因为这个是系列连载教程,所以务必看前面的前面3讲是;
知道我是把全部的2万多个细胞的表达矩阵读入R,变成了Seurat对象,然后判断了细胞是否属于免疫细胞哈。前面的代码核心步骤是:
sce@meta.data$immune_annotation <-ifelse(sce@meta.data$RNA_snn_res.0.5 %in% imm ,'immune','non-immune')
# MAke a table
table(sce@meta.data$immune_annotation)
phe=sce@meta.data
save(phe,file = 'phe-of-immune-or-not.Rdata')
就是把细胞是否属于免疫细胞这个信息(phe=sce@meta.data)保存下来了。后面就可以直接使用啦:
rm(list=ls())
options(stringsAsFactors = F)
library(Seurat)
library(ggplot2)
load(file = 'first_sce.Rdata')
sce <- FindClusters(sce, resolution = 0.5)
table(sce@meta.data$RNA_snn_res.0.5)
load(file = 'phe-of-immune-or-not.Rdata')
table(phe$immune_annotation)
cells.use <- row.names(sce@meta.data)[which(phe$immune_annotation=='immune')]
length(cells.use)
sce <-subset(sce, cells=cells.use)
sce
这样就拿到了免疫细胞单独进行后续分析,仍然是走Seurat标准流程之聚类分群,代码是:
sce
sce <- NormalizeData(sce, normalization.method = "LogNormalize",
scale.factor = 10000)
GetAssay(sce,assay = "RNA")
sce <- FindVariableFeatures(sce,
selection.method = "vst", nfeatures = 2000)
sce <- ScaleData(sce)
sce <- RunPCA(object = sce, pc.genes = VariableFeatures(sce))
res.used <- 0.7
sce <- FindClusters(object = sce, verbose = T, resolution = res.used)
set.seed(123)
sce <- RunTSNE(object = sce, dims = 1:15, do.fast = TRUE)

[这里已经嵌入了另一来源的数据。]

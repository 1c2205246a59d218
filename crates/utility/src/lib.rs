pub mod geo;
pub mod id;
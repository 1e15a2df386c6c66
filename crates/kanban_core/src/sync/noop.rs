//! Stub provider used until a real backend is configured.

use crate::model::board::{Board, BoardId};
use crate::model::user::UserId;
use crate::sync::provider::{
    BoardListener, PresenceEntry, PresenceStatus, Subscription, SyncProvider, SyncResult,
};
use log::info;

pub const NOOP_PROVIDER_ID: &str = "noop";

/// Accepts every call, logs it and never delivers remote data.
#[derive(Debug, Clone, Copy, Default)]
pub struct NoopSyncProvider;

impl NoopSyncProvider {
    pub fn new() -> Self {
        Self
    }
}

impl SyncProvider for NoopSyncProvider {
    fn provider_id(&self) -> &str {
        NOOP_PROVIDER_ID
    }

    fn subscribe_board(
        &self,
        board_id: BoardId,
        _listener: BoardListener,
    ) -> SyncResult<Subscription> {
        info!("event=sync_subscribe module=sync status=ok provider=noop board_id={board_id}");
        Ok(Subscription::new(board_id, move || {
            info!("event=sync_unsubscribe module=sync status=ok provider=noop board_id={board_id}");
        }))
    }

    fn push_board_update(&self, board: &Board) -> SyncResult<()> {
        info!(
            "event=sync_push module=sync status=ok provider=noop board_id={} tasks={}",
            board.id,
            board.tasks.len()
        );
        Ok(())
    }

    fn user_presence(&self, board_id: BoardId) -> SyncResult<Vec<PresenceEntry>> {
        info!("event=sync_presence_get module=sync status=ok provider=noop board_id={board_id}");
        Ok(Vec::new())
    }

    fn set_user_presence(
        &self,
        board_id: BoardId,
        user_id: UserId,
        status: PresenceStatus,
    ) -> SyncResult<()> {
        info!(
            "event=sync_presence_set module=sync status=ok provider=noop board_id={board_id} user_id={user_id} presence={}",
            status.as_str()
        );
        Ok(())
    }
}
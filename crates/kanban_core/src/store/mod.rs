//! In-memory state containers for boards and users.
//!
//! # Responsibility
//! - Own the board and user collections and their active selections.
//! - Route every mutation through id-addressed operations.
//!
//! # Invariants
//! - A failed mutation leaves the store unchanged.
//! - The active board/user is stored by id and resolved on every read.
//! - Stores never generate ids.

pub mod board_store;
pub mod user_store;

use crate::model::board::IntegrityViolation;
use std::fmt::{Display, Formatter};
use thiserror::Error;
use uuid::Uuid;

pub type StoreResult<T> = Result<T, StoreError>;

/// Entity family addressed by a failed lookup.
#[derive(Debug, Clone, Copy, PartialEq, Eq)]
pub enum EntityKind {
    Board,
    Column,
    Task,
    User,
}

impl Display for EntityKind {
    fn fmt(&self, f: &mut Formatter<'_>) -> std::fmt::Result {
        let name = match self {
            Self::Board => "board",
            Self::Column => "column",
            Self::Task => "task",
            Self::User => "user",
        };
        f.write_str(name)
    }
}

/// Store mutation failure.
#[derive(Debug, Clone, PartialEq, Eq, Error)]
pub enum StoreError {
    #[error("{kind} not found: {id}")]
    NotFound { kind: EntityKind, id: Uuid },
    #[error("{kind} already exists: {id}")]
    AlreadyExists { kind: EntityKind, id: Uuid },
    #[error("index {index} out of range for column {column_id} (len {len})")]
    IndexOutOfRange {
        column_id: Uuid,
        index: usize,
        len: usize,
    },
    #[error("column {column_id} does not hold task {expected} at index {index}")]
    PositionMismatch {
        column_id: Uuid,
        index: usize,
        expected: Uuid,
    },
    #[error("board {board_id} breaks {} column reference rule(s)", .violations.len())]
    InconsistentBoard {
        board_id: Uuid,
        violations: Vec<IntegrityViolation>,
    },
}

impl StoreError {
    pub fn not_found(kind: EntityKind, id: Uuid) -> Self {
        Self::NotFound { kind, id }
    }

    pub fn already_exists(kind: EntityKind, id: Uuid) -> Self {
        Self::AlreadyExists { kind, id }
    }

    /// Stable short code for log lines.
    pub fn code(&self) -> &'static str {
        match self {
            Self::NotFound { .. } => "not_found",
            Self::AlreadyExists { .. } => "already_exists",
            Self::IndexOutOfRange { .. } => "index_out_of_range",
            Self::PositionMismatch { .. } => "position_mismatch",
            Self::InconsistentBoard { .. } => "inconsistent_board",
        }
    }
}
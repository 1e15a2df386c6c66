//! Sample users and board for first launch, demos and tests.
//!
//! Due dates are relative to the `now` passed in, so derived views over the
//! sample board are stable for a fixed instant.

use crate::model::board::{Board, Column, Priority, Tag, Task};
use crate::model::new_id;
use crate::model::user::{User, UserRole};
use chrono::{DateTime, Duration, Utc};

/// Three users, one per role.
pub fn sample_users() -> Vec<User> {
    vec![
        User::new(new_id(), "John Doe", "john@example.com", UserRole::Admin)
            .with_avatar("https://i.pravatar.cc/150?img=1"),
        User::new(new_id(), "Jane Smith", "jane@example.com", UserRole::Editor)
            .with_avatar("https://i.pravatar.cc/150?img=5"),
        User::new(new_id(), "Bob Johnson", "bob@example.com", UserRole::Viewer)
            .with_avatar("https://i.pravatar.cc/150?img=8"),
    ]
}

struct TaskSeed {
    title: &'static str,
    description: &'static str,
    priority: Priority,
    due_in_days: i64,
    age_days: i64,
    assignee: usize,
    tags: &'static [(&'static str, &'static str)],
}

const TODO: &[TaskSeed] = &[
    TaskSeed {
        title: "Research competitor products",
        description: "Analyze top 5 competitor products and identify key features",
        priority: Priority::High,
        due_in_days: 7,
        age_days: 0,
        assignee: 0,
        tags: &[("Research", "#FF5733"), ("Marketing", "#33FFA8")],
    },
    TaskSeed {
        title: "Design new homepage layout",
        description: "Create wireframes and mockups for the new homepage design",
        priority: Priority::Medium,
        due_in_days: 5,
        age_days: 0,
        assignee: 1,
        tags: &[("Design", "#33A1FF"), ("UI/UX", "#D133FF")],
    },
    TaskSeed {
        title: "Update user documentation",
        description: "Review and update the user documentation with new features",
        priority: Priority::Low,
        due_in_days: 10,
        age_days: 0,
        assignee: 2,
        tags: &[("Documentation", "#33FF57")],
    },
];

const IN_PROGRESS: &[TaskSeed] = &[
    TaskSeed {
        title: "Implement authentication system",
        description: "Set up OAuth and JWT for the new authentication system",
        priority: Priority::High,
        due_in_days: 3,
        age_days: 0,
        assignee: 0,
        tags: &[("Development", "#FFD700"), ("Security", "#FF0000")],
    },
    TaskSeed {
        title: "Refactor API endpoints",
        description: "Refactor API endpoints to follow REST principles",
        priority: Priority::Medium,
        due_in_days: 4,
        age_days: 0,
        assignee: 1,
        tags: &[("API", "#008080"), ("Development", "#FFD700")],
    },
];

const DONE: &[TaskSeed] = &[
    TaskSeed {
        title: "Fix navigation bug",
        description: "Fixed the bug in the navigation menu that caused it to collapse on mobile",
        priority: Priority::High,
        due_in_days: -1,
        age_days: 5,
        assignee: 0,
        tags: &[("Bug", "#FF0000"), ("Mobile", "#800080")],
    },
    TaskSeed {
        title: "Create login page design",
        description: "Designed the new login page with dark mode support",
        priority: Priority::Medium,
        due_in_days: -2,
        age_days: 7,
        assignee: 1,
        tags: &[("Design", "#33A1FF"), ("UI/UX", "#D133FF")],
    },
];

/// "Development Board" with To Do / In Progress / Done columns (3/2/2 tasks).
///
/// Tasks are assigned round-robin into `users`; an empty slice leaves them
/// unassigned.
pub fn sample_board(now: DateTime<Utc>, users: &[User]) -> Board {
    let mut board = Board::new(new_id(), "Development Board", now);

    for (title, seeds) in [("To Do", TODO), ("In Progress", IN_PROGRESS), ("Done", DONE)] {
        let mut column = Column::new(new_id(), title, now);
        for seed in seeds {
            let task = seed_task(seed, now, users);
            column.task_ids.push(task.id);
            board.tasks.insert(task.id, task);
        }
        board.columns.push(column);
    }

    board
}

fn seed_task(seed: &TaskSeed, now: DateTime<Utc>, users: &[User]) -> Task {
    let mut task = Task::new(new_id(), seed.title, seed.priority, now);
    task.description = seed.description.to_string();
    task.due_date = Some(now + Duration::days(seed.due_in_days));
    task.created_at = now - Duration::days(seed.age_days);
    task.assignee_id = match users.len() {
        0 => None,
        len => Some(users[seed.assignee % len].id),
    };
    for (name, color) in seed.tags {
        task.attach_tag(&Tag::new(new_id(), *name, *color));
    }
    task
}
//! Connection bootstrap for the local database.
//!
//! # Invariants
//! - Returned connections have `foreign_keys=ON` and a busy timeout.
//! - Returned connections have migrations fully applied.

use super::migrations::apply_migrations;
use super::DbResult;
use log::{error, info};
use rusqlite::Connection;
use std::path::Path;
use std::time::{Duration, Instant};

const BUSY_TIMEOUT: Duration = Duration::from_secs(5);

/// Opens (or creates) the database file at `path` and migrates it.
///
/// # Side effects
/// - Emits `db_open` events with duration and status.
pub fn open_db(path: impl AsRef<Path>) -> DbResult<Connection> {
    open_with("file", || Connection::open(path))
}

/// Opens a throwaway in-memory database and migrates it.
pub fn open_db_in_memory() -> DbResult<Connection> {
    open_with("memory", Connection::open_in_memory)
}

fn open_with<F>(mode: &'static str, opener: F) -> DbResult<Connection>
where
    F: FnOnce() -> rusqlite::Result<Connection>,
{
    let started_at = Instant::now();
    info!("event=db_open module=db status=start mode={mode}");

    let mut conn = opener().map_err(|err| {
        error!(
            "event=db_open module=db status=error mode={mode} duration_ms={} error_code=db_open_failed error={err}",
            started_at.elapsed().as_millis()
        );
        err
    })?;

    if let Err(err) = bootstrap_connection(&mut conn) {
        error!(
            "event=db_open module=db status=error mode={mode} duration_ms={} error_code=db_bootstrap_failed error={err}",
            started_at.elapsed().as_millis()
        );
        return Err(err);
    }

    info!(
        "event=db_open module=db status=ok mode={mode} duration_ms={}",
        started_at.elapsed().as_millis()
    );
    Ok(conn)
}

fn bootstrap_connection(conn: &mut Connection) -> DbResult<()> {
    conn.execute_batch("PRAGMA foreign_keys = ON;")?;
    conn.busy_timeout(BUSY_TIMEOUT)?;
    apply_migrations(conn)?;
    Ok(())
}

DimPlot(sce,reduction = "tsne",label=T)
DimPlot(sce,reduction = "tsne",label=T, group.by = "patient_id")
table(sce@meta.data$seurat_clusters)
sce_for_SingleR <- GetAssayData(sce, slot="data")
sce_for_SingleR
library(SingleR)
hpca.se <- HumanPrimaryCellAtlasData()
hpca.se
clusters=sce@meta.data$seurat_clusters
pred.hesc <- SingleR(test = sce_for_SingleR, ref = hpca.se, labels = hpca.se$label.main,
method = "cluster", clusters = clusters,
assay.type.test = "logcounts", assay.type.ref = "logcounts")
table(pred.hesc$labels)
celltype = data.frame(ClusterID=rownames(pred.hesc), celltype=pred.hesc$labels, stringsAsFactors = F)
sce@meta.data$singleR=celltype[match(clusters,celltype$ClusterID),'celltype']
DimPlot(sce, reduction = "tsne", group.by = "singleR")
phe=sce@meta.data
table(phe$singleR)
save(phe,file = 'phe-of-subtypes-Immune-by-singleR.Rdata')
但是我们的这个距离分群结果,跟文章是有一定差异的,如下:
分群是:
> as.data.frame(sort(table(phe$singleR)))
Var1 Freq
1 Fibroblasts 91
2 DC 170
3 NK_cell 496
4 CMP 551
5 Neutrophils 645
6 B_cell 1957
7 Macrophage 2104
8 Monocyte 2803
9 T_cells 3698
但是它们仍然是可以细分的,如下:
文章是:
简单总结一下,文章把Macrophage和Monocyte合并起来,把B_cell区分成为两群。而我们的T_cells和NK_cell也需要被合并起来。而且 common myeloid progenitor (CMP) 这群细胞呢,在文章并没有出现,不知道是不是会被命名为 Mast-cells,需要相应的生物学背景。
文章给出的代码是;
# Annotate each of the clusters
free_annotation <- c("T-cells","MF-Monocytes", "MF-Monocytes", "B-cells-PB", "MF-Monocytes", "T-cells", "T-cells", "Neutrophils", "Dendritic", "Mast-cells", "MF-Monocytes", "T-cells", "B-cells-M", "Unknown", "T-cells", "pDCs", "B-cells-M", "MF-Monocytes")
# free_annotation <- c("0","1", "2", "3", "4", "5", "6", "7", "8", "9", "10", "11", "12", "13", "14", "15", "16", "17", "18")
但是我们中间很多步骤都没有精准的模仿文章的各个流程和参数,所以这个时候的差异就没办法解决了,我们是22个群,文章是19个群。